Activity ->
From the entries that follow, copy exactly the lines beginning at the line holding "default_value_t = PipelineConfig::DEFAULT_STROKE_WIDTH)]" and continuing through the line holding "default_value_t = PipelineConfig::DEFAULT_SIMPLIFY_TOLERANCE)]".

★ ★ ★

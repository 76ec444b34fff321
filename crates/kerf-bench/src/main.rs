//! kerf-bench: CLI tool for shape parameter experimentation and diagnostics.
//!
//! Runs the piece-generation pipeline on a scene file with configurable
//! parameters, printing detailed per-stage diagnostics. Useful for:
//!
//! - Tuning gap, corner rounding and noise against a real silhouette
//! - Measuring per-stage durations to identify bottlenecks
//! - Understanding how parameter changes affect piece and point counts
//!
//! # Usage
//!
//! ```text
//! cargo run --release --bin kerf-bench -- [OPTIONS] <SCENE_JSON>
//! ```
//!
//! The scene file holds the mask outline, the spines and the connectors:
//!
//! ```json
//! {
//!   "mask": [{"x": 0, "y": 0}, {"x": 600, "y": 0}, {"x": 600, "y": 800}],
//!   "spines": [{"id": 1, "start": {"x": 300, "y": 100}, "end": {"x": 300, "y": 700}}],
//!   "connectors": []
//! }
//! ```

#![allow(clippy::print_stdout, clippy::print_stderr)]

use std::path::{Path, PathBuf};
use std::process::ExitCode;
use std::time::{Duration, Instant};

use clap::Parser;
use kerf_pipeline::diagnostics::{Clock, PipelineDiagnostics};
use kerf_pipeline::{
    Dimensions, GenerateRequest, LineSegment, MaskPolygon, PipelineConfig, ShapeConfig,
    StagedResult,
};
use serde::Deserialize;

/// Shape parameter experimentation and diagnostics for kerf.
///
/// Runs the piece-generation pipeline on a scene file with configurable
/// parameters and prints detailed per-stage timing and count diagnostics.
#[derive(Parser)]
#[command(name = "kerf-bench", version)]
struct Cli {
    /// Path to the scene JSON file.
    scene_path: PathBuf,

    /// Total spacing between adjacent pieces, in canvas units.
    #[arg(long, default_value_t = ShapeConfig::default().gap)]
    gap: f64,

    /// Corner-rounding radius, in canvas units.
    #[arg(long, default_value_t = ShapeConfig::default().round)]
    round: f64,

    /// Peak edge displacement of the organic noise (0 disables it).
    #[arg(long, default_value_t = ShapeConfig::default().noise_amplitude)]
    noise_amplitude: f64,

    /// Seed of the organic noise field.
    #[arg(long, default_value_t = ShapeConfig::default().noise_seed)]
    noise_seed: u32,

    /// Spine sampling interval, in canvas units.
    #[arg(long, default_value_t = PipelineConfig::DEFAULT_SPACING)]
    spacing: f64,

    /// Raster width in pixels.
    #[arg(long, default_value_t = PipelineConfig::DEFAULT_WIDTH, value_parser = clap::builder::RangedU64ValueParser::<u32>::new().range(1..))]
    width: u32,

    /// Raster height in pixels.
    #[arg(long, default_value_t = PipelineConfig::DEFAULT_HEIGHT, value_parser = clap::builder::RangedU64ValueParser::<u32>::new().range(1..))]
    height: u32,

    /// Width of the grout lines between regions.
    #[arg(long, default_value_t = PipelineConfig::DEFAULT_STROKE_WIDTH)]
    stroke_width: f32,

    /// RDP simplification tolerance in canvas units.
    #[arg(long, default_value_t = PipelineConfig::DEFAULT_SIMPLIFY_TOLERANCE)]
    simplify_tolerance: f64,

    /// Number of runs for averaging.
    #[arg(long, default_value_t = 1, value_parser = clap::builder::RangedU64ValueParser::<usize>::new().range(1..))]
    runs: usize,

    /// Output diagnostics as JSON instead of human-readable report.
    #[arg(long)]
    json: bool,

    /// Write SVG markup of pieces and connectors to file.
    #[arg(long)]
    svg: Option<PathBuf>,

    /// Write the final kept mask as a PNG.
    #[arg(long)]
    png: Option<PathBuf>,
}

/// Contents of a scene file.
#[derive(Debug, Deserialize)]
struct Scene {
    #[serde(default)]
    mask: MaskPolygon,
    #[serde(default)]
    spines: Vec<LineSegment>,
    #[serde(default)]
    connectors: Vec<LineSegment>,
}

/// Build the static [`PipelineConfig`] from CLI arguments.
fn config_from_cli(cli: &Cli) -> PipelineConfig {
    PipelineConfig {
        canvas: Dimensions {
            width: cli.width,
            height: cli.height,
        },
        spacing: cli.spacing,
        stroke_width: cli.stroke_width,
        simplify_tolerance: cli.simplify_tolerance,
        ..PipelineConfig::default()
    }
}

/// Build the per-run request from the scene and the shape flags.
fn request_from_cli(cli: &Cli, scene: Scene) -> GenerateRequest {
    GenerateRequest {
        mask: scene.mask,
        spines: scene.spines,
        connectors: scene.connectors,
        config: ShapeConfig {
            gap: cli.gap,
            round: cli.round,
            noise_amplitude: cli.noise_amplitude,
            noise_seed: cli.noise_seed,
        },
        spacing: Some(cli.spacing),
        ..GenerateRequest::new(0)
    }
}

fn read_scene(path: &Path) -> Result<Scene, String> {
    let text = std::fs::read_to_string(path)
        .map_err(|e| format!("Error reading {}: {e}", path.display()))?;
    serde_json::from_str(&text).map_err(|e| format!("Error parsing {}: {e}", path.display()))
}

/// Install a stderr `tracing` subscriber honouring `RUST_LOG`.
fn init_logging() {
    use tracing_subscriber::EnvFilter;
    use tracing_subscriber::fmt;
    use tracing_subscriber::prelude::*;

    let env_filter = EnvFilter::try_from_default_env().unwrap_or_else(|_| EnvFilter::new("info"));
    let _ = tracing_subscriber::registry()
        .with(env_filter)
        .with(fmt::layer().with_writer(std::io::stderr).with_target(false))
        .try_init();
}

fn main() -> ExitCode {
    let cli = Cli::parse();
    init_logging();

    let config = config_from_cli(&cli);
    let scene = match read_scene(&cli.scene_path) {
        Ok(scene) => scene,
        Err(msg) => {
            tracing::error!("{msg}");
            return ExitCode::FAILURE;
        }
    };
    let request = request_from_cli(&cli, scene);

    tracing::info!(
        scene = %cli.scene_path.display(),
        spines = request.spines.len(),
        connectors = request.connectors.len(),
        runs = cli.runs,
        "loaded scene"
    );
    tracing::debug!(?config, shape = ?request.config, "configuration");

    let mut all_diagnostics = Vec::with_capacity(cli.runs);

    for run in 0..cli.runs {
        if cli.runs > 1 {
            eprintln!("--- Run {}/{} ---", run + 1, cli.runs);
        }

        match kerf_pipeline::process_staged_with_diagnostics(&request, &config, &StdClock) {
            Ok((staged, diagnostics)) => {
                if cli.json {
                    match serde_json::to_string_pretty(&diagnostics) {
                        Ok(json) => println!("{json}"),
                        Err(e) => {
                            tracing::error!("Error serializing diagnostics: {e}");
                            return ExitCode::FAILURE;
                        }
                    }
                } else {
                    println!("{}", diagnostics.report());
                }

                // Previews from the first run only.
                if run == 0 {
                    if let Some(ref svg_path) = cli.svg {
                        write_svg(&cli, &request, &staged, svg_path);
                    }
                    if let Some(ref png_path) = cli.png {
                        write_png(&staged, png_path);
                    }
                }

                all_diagnostics.push(diagnostics);
            }
            Err(e) => {
                tracing::error!("Pipeline error: {e}");
                return ExitCode::FAILURE;
            }
        }

        if cli.runs > 1 {
            eprintln!();
        }
    }

    if cli.runs > 1 {
        print_multi_run_summary(&all_diagnostics);
    }

    ExitCode::SUCCESS
}

fn write_svg(cli: &Cli, request: &GenerateRequest, staged: &StagedResult, path: &Path) {
    let title = cli
        .scene_path
        .file_stem()
        .and_then(|s| s.to_str())
        .unwrap_or("bench");
    let desc = format!(
        "gap={} round={} noise_amplitude={} noise_seed={}",
        request.config.gap,
        request.config.round,
        request.config.noise_amplitude,
        request.config.noise_seed,
    );
    let metadata = kerf_export::SvgMetadata {
        title: Some(title),
        description: Some(&desc),
    };
    let svg = match kerf_export::to_svg(
        &staged.pieces,
        &request.connectors,
        staged.dimensions,
        &metadata,
    ) {
        Ok(svg) => svg,
        Err(e) => {
            tracing::error!("Error rendering SVG: {e}");
            return;
        }
    };
    match std::fs::write(path, &svg) {
        Ok(()) => tracing::info!("SVG written to {} ({} bytes)", path.display(), svg.len()),
        Err(e) => tracing::error!("Error writing SVG to {}: {e}", path.display()),
    }
}

fn write_png(staged: &StagedResult, path: &Path) {
    match staged.final_mask.save(path) {
        Ok(()) => tracing::info!("PNG written to {}", path.display()),
        Err(e) => tracing::error!("Error writing PNG to {}: {e}", path.display()),
    }
}

/// [`Clock`] implementation backed by [`std::time::Instant`].
struct StdClock;

impl Clock for StdClock {
    type Instant = Instant;

    fn now(&self) -> Instant {
        Instant::now()
    }

    fn elapsed(&self, since: &Instant) -> Duration {
        since.elapsed()
    }
}

/// Print aggregated statistics across multiple runs.
#[allow(clippy::cast_precision_loss)]
fn print_multi_run_summary(all_diagnostics: &[PipelineDiagnostics]) {
    println!();
    println!(
        "Summary ({} runs)\n{}",
        all_diagnostics.len(),
        "=".repeat(60),
    );

    let Some(first) = all_diagnostics.first() else {
        println!("Warning: no diagnostics to summarize");
        return;
    };

    let durations: Vec<f64> = all_diagnostics
        .iter()
        .map(|d| d.total_duration.as_secs_f64() * 1000.0)
        .collect();

    let min = durations.iter().copied().reduce(f64::min).unwrap_or(0.0);
    let max = durations.iter().copied().reduce(f64::max).unwrap_or(0.0);
    let mean = durations.iter().sum::<f64>() / durations.len() as f64;

    println!("Total duration: min={min:.3}ms  mean={mean:.3}ms  max={max:.3}ms");

    // Per-stage means.
    println!();
    println!("{:<24} {:>12}", "Stage", "Mean (ms)");
    println!("{}", "-".repeat(40));

    for (index, (name, _)) in first.stages().iter().enumerate() {
        let total: f64 = all_diagnostics
            .iter()
            .map(|d| d.stages()[index].1.duration.as_secs_f64() * 1000.0)
            .sum();
        let stage_mean = total / all_diagnostics.len() as f64;
        println!("{name:<24} {stage_mean:>10.3}ms");
    }
}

★ ★ ★

Solution to the problem ->
    #[arg(long, default_value_t = PipelineConfig::DEFAULT_STROKE_WIDTH)]
    stroke_width: f32,

    /// RDP simplification tolerance in canvas units.
    #[arg(long, default_value_t = PipelineConfig::DEFAULT_SIMPLIFY_TOLERANCE)]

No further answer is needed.